The fact that Mpofu is a big personality in the Economic Freedom Fighters (EFF) has upped the political ante.
The EFF was quick to release a statement yesterday saying it “does not support racism”.
It is impossible to know how the court case will pan out, but it would be wise to remember that Mpofu walked away with millions of rands after his fallout with the SABC.
So perhaps the move to invoke the services of a man who fought a broadcaster and won will turn out to be inspired. Mpofu will do his best to win Cliff’s case, irrespective of what his views on the matter may be.
But the EFF is in damage control mode, making it clear to followers that professional obligation does not mean Mpofu endorses what Cliff has done.

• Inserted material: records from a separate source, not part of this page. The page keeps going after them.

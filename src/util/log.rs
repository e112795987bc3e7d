//! 条件编译日志系统
//!
//! 根据 feature 选择不同的日志后端:
//! - `log-defmt`: 使用 defmt (高效二进制日志)
//! - `dev` / `log-println`: 使用 esp-println (文本日志)
//! - 默认 (主机测试 / release): 完全禁用日志 (零开销)
//!
//! 日志只面向开发者。面向用户的诊断输出 (对象创建结果、运行时报告)
//! 走串口互斥锁，见 [`crate::hw::SerialPort`]。
//!
//! # 日志级别
//! - `log_error!`: 错误信息
//! - `log_warn!`: 警告信息 (资源创建失败、队列满)
//! - `log_info!`: 一般信息
//! - `log_debug!`: 调试信息
//! - `log_trace!`: 详细跟踪 (任务切换)

// ===================================================================
// defmt 后端 (feature = "log-defmt")
// ===================================================================
#[cfg(feature = "log-defmt")]
#[macro_export]
macro_rules! log_info {
    ($($arg:tt)*) => { defmt::info!($($arg)*) };
}

#[cfg(feature = "log-defmt")]
#[macro_export]
macro_rules! log_debug {
    ($($arg:tt)*) => { defmt::debug!($($arg)*) };
}

#[cfg(feature = "log-defmt")]
#[macro_export]
macro_rules! log_warn {
    ($($arg:tt)*) => { defmt::warn!($($arg)*) };
}

#[cfg(feature = "log-defmt")]
#[macro_export]
macro_rules! log_error {
    ($($arg:tt)*) => { defmt::error!($($arg)*) };
}

#[cfg(feature = "log-defmt")]
#[macro_export]
macro_rules! log_trace {
    ($($arg:tt)*) => { defmt::trace!($($arg)*) };
}

// ===================================================================
// esp-println 后端 (feature = "dev" 或 "log-println")
// ===================================================================
#[cfg(all(any(feature = "dev", feature = "log-println"), not(feature = "log-defmt")))]
#[macro_export]
macro_rules! log_info {
    ($($arg:tt)*) => { esp_println::println!("[INFO] {}", format_args!($($arg)*)) };
}

#[cfg(all(any(feature = "dev", feature = "log-println"), not(feature = "log-defmt")))]
#[macro_export]
macro_rules! log_debug {
    ($($arg:tt)*) => { esp_println::println!("[DEBUG] {}", format_args!($($arg)*)) };
}

#[cfg(all(any(feature = "dev", feature = "log-println"), not(feature = "log-defmt")))]
#[macro_export]
macro_rules! log_warn {
    ($($arg:tt)*) => { esp_println::println!("[WARN] {}", format_args!($($arg)*)) };
}

#[cfg(all(any(feature = "dev", feature = "log-println"), not(feature = "log-defmt")))]
#[macro_export]
macro_rules! log_error {
    ($($arg:tt)*) => { esp_println::println!("[ERROR] {}", format_args!($($arg)*)) };
}

#[cfg(all(any(feature = "dev", feature = "log-println"), not(feature = "log-defmt")))]
#[macro_export]
macro_rules! log_trace {
    ($($arg:tt)*) => { esp_println::println!("[TRACE] {}", format_args!($($arg)*)) };
}

// ===================================================================
// 空实现 (无日志 feature)
// 参数仍被求值为引用，避免调用处出现未使用变量告警
// ===================================================================
#[cfg(not(any(feature = "dev", feature = "log-defmt", feature = "log-println")))]
#[macro_export]
macro_rules! log_info {
    ($fmt:expr $(, $arg:expr)* $(,)?) => {{ let _ = ($fmt, $(&$arg),*); }};
}

#[cfg(not(any(feature = "dev", feature = "log-defmt", feature = "log-println")))]
#[macro_export]
macro_rules! log_debug {
    ($fmt:expr $(, $arg:expr)* $(,)?) => {{ let _ = ($fmt, $(&$arg),*); }};
}

#[cfg(not(any(feature = "dev", feature = "log-defmt", feature = "log-println")))]
#[macro_export]
macro_rules! log_warn {
    ($fmt:expr $(, $arg:expr)* $(,)?) => {{ let _ = ($fmt, $(&$arg),*); }};
}

#[cfg(not(any(feature = "dev", feature = "log-defmt", feature = "log-println")))]
#[macro_export]
macro_rules! log_error {
    ($fmt:expr $(, $arg:expr)* $(,)?) => {{ let _ = ($fmt, $(&$arg),*); }};
}

#[cfg(not(any(feature = "dev", feature = "log-defmt", feature = "log-println")))]
#[macro_export]
macro_rules! log_trace {
    ($fmt:expr $(, $arg:expr)* $(,)?) => {{ let _ = ($fmt, $(&$arg),*); }};
}

// ===================================================================
// 便捷重导出
// ===================================================================
pub use crate::{log_debug, log_error, log_info, log_trace, log_warn};

// ===================================================================
// 性能计时宏 (仅在有日志后端时有效)
// ===================================================================

/// 测量代码块执行时间
///
/// # Example
/// ```ignore
/// let report = timed!("runtime report", {
///     build_report(&snapshot)
/// });
/// // 输出: [TIME] runtime report: 120μs
/// ```
#[cfg(any(feature = "dev", feature = "log-defmt", feature = "log-println"))]
#[macro_export]
macro_rules! timed {
    ($name:expr, $block:expr) => {{
        let start = embassy_time::Instant::now();
        let result = $block;
        let elapsed = start.elapsed().as_micros();
        $crate::log_debug!("[TIME] {}: {}μs", $name, elapsed);
        result
    }};
}

#[cfg(not(any(feature = "dev", feature = "log-defmt", feature = "log-println")))]
#[macro_export]
macro_rules! timed {
    ($name:expr, $block:expr) => {
        $block
    };
}

pub use crate::timed;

What Cliff wrote was insensitive, and in the context of the Penny Sparrow storm, notwithstanding his public profile, the tweet was always going to cause a tsunami of anger.
He later apologised, but saying sorry for causing outrage on Twitter is not uncommon. Cliff’s fellow host, Somizi Mhlongo, apologised for tweets about racist white South Africans who want Jacob Zuma to fall.
Previously, Unathi Msengana was suspended from Metro FM for a Twitter fallout after a show about the language policy at Stellenbosch.
Somizi and Unathi survived the M-Net axe and so Cliff, with the help of Mpofu, will no doubt raise the ire of M-Net, which has had to deal with its share of social media uproar.
Cliff, despite angering many with his insensitivity, has enlisted one of the best men for the job.
South Africa is not a simple country and the fact the chairman of the EFF will spearhead his fight to try repair his reputation after allegations of racism won’t go unnoticed.